Spammers often take a recipient’s e-mail account and put it as the sender. Makes it harder to track.
Yahoo is probably wise to the trick. They will only delete the account if the headers indicate it was mailed from your account. Since the actual message was mailed from somewhere else, your account should be safe.
You can’t really stop it, but in my experience, it happens sporadically – one or two messages, but then no more. The software that does this will pick another e-mail address next time.
This happened to me. They weren’t spamming from my inbox, they were using my email as the Reply To.
I found their contact details by clicking on their spammy fucking herbs-over-internet crappy suckbitch site. I then set that alias@mydomain to forward back to them, rather than me.
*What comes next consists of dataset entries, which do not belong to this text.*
//! Workout Plan Routes
//!
//! Weekly workout plan generation keyed by activity level and goal.
//!
//! - POST /generate_workout_plan - Build the weekly table

use axum::{extract::State, Json};
use std::sync::Arc;

use crate::api::dto::{WorkoutPlanRequest, WorkoutPlanResponse};
use crate::api::state::AppState;
use crate::plans;

/// POST /generate_workout_plan
///
/// Infallible: absent fields default to "moderate"/"maintain" and the
/// response echoes the effective values.
pub async fn generate_workout_plan(
    State(_state): State<Arc<AppState>>,
    Json(req): Json<WorkoutPlanRequest>,
) -> Json<WorkoutPlanResponse> {
    let activity_level = req
        .activity_level
        .unwrap_or_else(|| "moderate".to_string());
    let goal = req.goal.unwrap_or_else(|| "maintain".to_string());

    let weekly_plan = plans::generate_weekly_plan(&activity_level, &goal);

    Json(WorkoutPlanResponse {
        status: "success".to_string(),
        weekly_plan,
        activity_level,
        goal,
    })
}
//! Chat Model Client
//!
//! HTTP client for any OpenAI-compatible chat completions API.

use crate::config::CoachConfig;
use async_trait::async_trait;
use reqwest::Client;
use serde::{Deserialize, Serialize};
use thiserror::Error;

/// Chat model abstraction
///
/// One-shot completion with an explicit system prompt. The engine and
/// the chat route work against this trait so tests can script replies.
#[async_trait]
pub trait ChatModel: Send + Sync {
    async fn complete(&self, system_prompt: &str, user_message: &str)
        -> Result<String, CoachError>;
}

/// Client for OpenAI-compatible chat completions endpoints
pub struct OpenAiChatModel {
    client: Client,
    config: CoachConfig,
    api_key: String,
}

impl OpenAiChatModel {
    /// Create a new client from coach configuration
    pub fn new(config: CoachConfig, api_key: String) -> Self {
        let client = Client::builder()
            .timeout(std::time::Duration::from_millis(config.request_timeout_ms))
            .build()
            .expect("Failed to create HTTP client");

        Self {
            client,
            config,
            api_key,
        }
    }

    fn completions_url(&self) -> String {
        format!(
            "{}/v1/chat/completions",
            self.config.base_url.trim_end_matches('/')
        )
    }
}

#[async_trait]
impl ChatModel for OpenAiChatModel {
    async fn complete(
        &self,
        system_prompt: &str,
        user_message: &str,
    ) -> Result<String, CoachError> {
        let body = CompletionRequest {
            model: self.config.model.clone(),
            messages: vec![
                CompletionMessage {
                    role: "system".to_string(),
                    content: system_prompt.to_string(),
                },
                CompletionMessage {
                    role: "user".to_string(),
                    content: user_message.to_string(),
                },
            ],
            temperature: self.config.temperature,
            max_tokens: self.config.max_tokens,
        };

        let response = self
            .client
            .post(self.completions_url())
            .bearer_auth(&self.api_key)
            .json(&body)
            .send()
            .await
            .map_err(|e| {
                if e.is_timeout() {
                    CoachError::Timeout
                } else if e.is_connect() {
                    CoachError::Unavailable
                } else {
                    CoachError::Request(e)
                }
            })?;

        if !response.status().is_success() {
            let status = response.status();
            let text = response.text().await.unwrap_or_default();
            return Err(CoachError::Api {
                status: status.as_u16(),
                message: text,
            });
        }

        let completion: CompletionResponse =
            response.json().await.map_err(CoachError::Request)?;

        completion
            .choices
            .into_iter()
            .next()
            .map(|choice| choice.message.content)
            .ok_or_else(|| CoachError::InvalidResponse("completion has no choices".to_string()))
    }
}

// ============================================
// Request/Response DTOs
// ============================================

#[derive(Debug, Serialize)]
struct CompletionRequest {
    model: String,
    messages: Vec<CompletionMessage>,
    temperature: f64,
    max_tokens: u32,
}

#[derive(Debug, Serialize)]
struct CompletionMessage {
    role: String,
    content: String,
}

#[derive(Debug, Deserialize)]
struct CompletionResponse {
    #[serde(default)]
    choices: Vec<CompletionChoice>,
}

#[derive(Debug, Deserialize)]
struct CompletionChoice {
    message: ChoiceMessage,
}

#[derive(Debug, Deserialize)]
struct ChoiceMessage {
    content: String,
}

// ============================================
// Errors
// ============================================

/// Errors from the chat model client
#[derive(Error, Debug)]
pub enum CoachError {
    #[error("Chat model unavailable")]
    Unavailable,

    #[error("Request failed: {0}")]
    Request(#[from] reqwest::Error),

    #[error("API error {status}: {message}")]
    Api { status: u16, message: String },

    #[error("Request timeout")]
    Timeout,

    #[error("Malformed model response: {0}")]
    InvalidResponse(String),
}

#[cfg(test)]
pub mod mock {
    use super::*;

    /// Scripted chat model for unit tests
    ///
    /// Replies with a fixed string, or times out when none is set.
    pub struct ScriptedChatModel {
        reply: Option<String>,
    }

    impl ScriptedChatModel {
        pub fn replying(text: &str) -> Self {
            Self {
                reply: Some(text.to_string()),
            }
        }

        pub fn failing() -> Self {
            Self { reply: None }
        }
    }

    #[async_trait]
    impl ChatModel for ScriptedChatModel {
        async fn complete(
            &self,
            _system_prompt: &str,
            _user_message: &str,
        ) -> Result<String, CoachError> {
            match &self.reply {
                Some(text) => Ok(text.clone()),
                None => Err(CoachError::Timeout),
            }
        }
    }
}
I have been getting angry with spammers recently.
Yesterday I replied a with a stream of expletives to the latest African Money Scam spammail, plus “I hope you fucking burn in hell” - it made me feel a lot better. Thinking they may actually have read it makes me feel even more better…
NB: I never normally reply to spammers, I know you’re not supposed to.
You did mention that the email address is only used for SDMB, so maybe this is off - but that sounds a lot like the klez worm that’s going around. I get a few "returned mail’ emails every day that explain that an email I sent to a particular email was undeliverable. Except, like you, I’ve never heard of the email address and certainly never sent the email.
Now, that doesn’t mean that the spoofer did so by sending you something; they could have sent something to someone else who had your email and then spoofed that person’s entire address book.
But again, as you said, you only use that email for here, so I dunno.
I think that what has been suggested here is correct. They are only using my email addy as the “Reply To:” There were a couple of more returned messages this morning. One of them was for a mortgage company of some kind and the links for more information were preserved in the email that came back. The IP address of these assholes are in the links. (202.108.42.31). Now that I have an IP address, can anything be done to find out who they are and report them to their ISP?
It’s caused by the Klez virus. All it means is that someone who has your email address in their Outlook address book has been infected by Klez. Klez has then massed emailed out using your address as the ‘reply to’ address. Some of the addresses it sends to are old invalid ones, so they bounce back to you rather than the originally infected person who inadvertantly sent them in the first place.
Klez also sends out emails that are deliberately made to look like they are bounces to email you’ve sent previously, so you open the attachment wondering why you don’t remember sending it.
I’ve had plenty of both of the above. Along virus warnings from automated virus checkers and well-meaning people telling me the email ‘I’ sent is infected.
Cool link, RealityChuck, it turns out that these bastards are in Beijing.
It does sound like a Kelz thing. I’ve probably only sent emails to about five dopers. I’m suprised that any of them would put me in their address book since I had no more than a two or three email correspondence with any of them. So it goes…
If I understand correctly my friend could have the virus. I could not. But since I am in his address book, many people could be getting spam that appears to have been sent by me. If any of this spam is undeliverable, then I will get the mailer-deamon error emails about it. The only thing I can do is to tell my friend to delete the virus from his machine.
Is this correct? It appears to be what can happen. Specifically, my SO has been getting emails back that she never sent. She has anti-virus software that is updated. She does’nt have the virus. But, we have to just sit back and take it because someone else has the virus and her in their address book!!
This is the nastiest little bug I have ever heard of.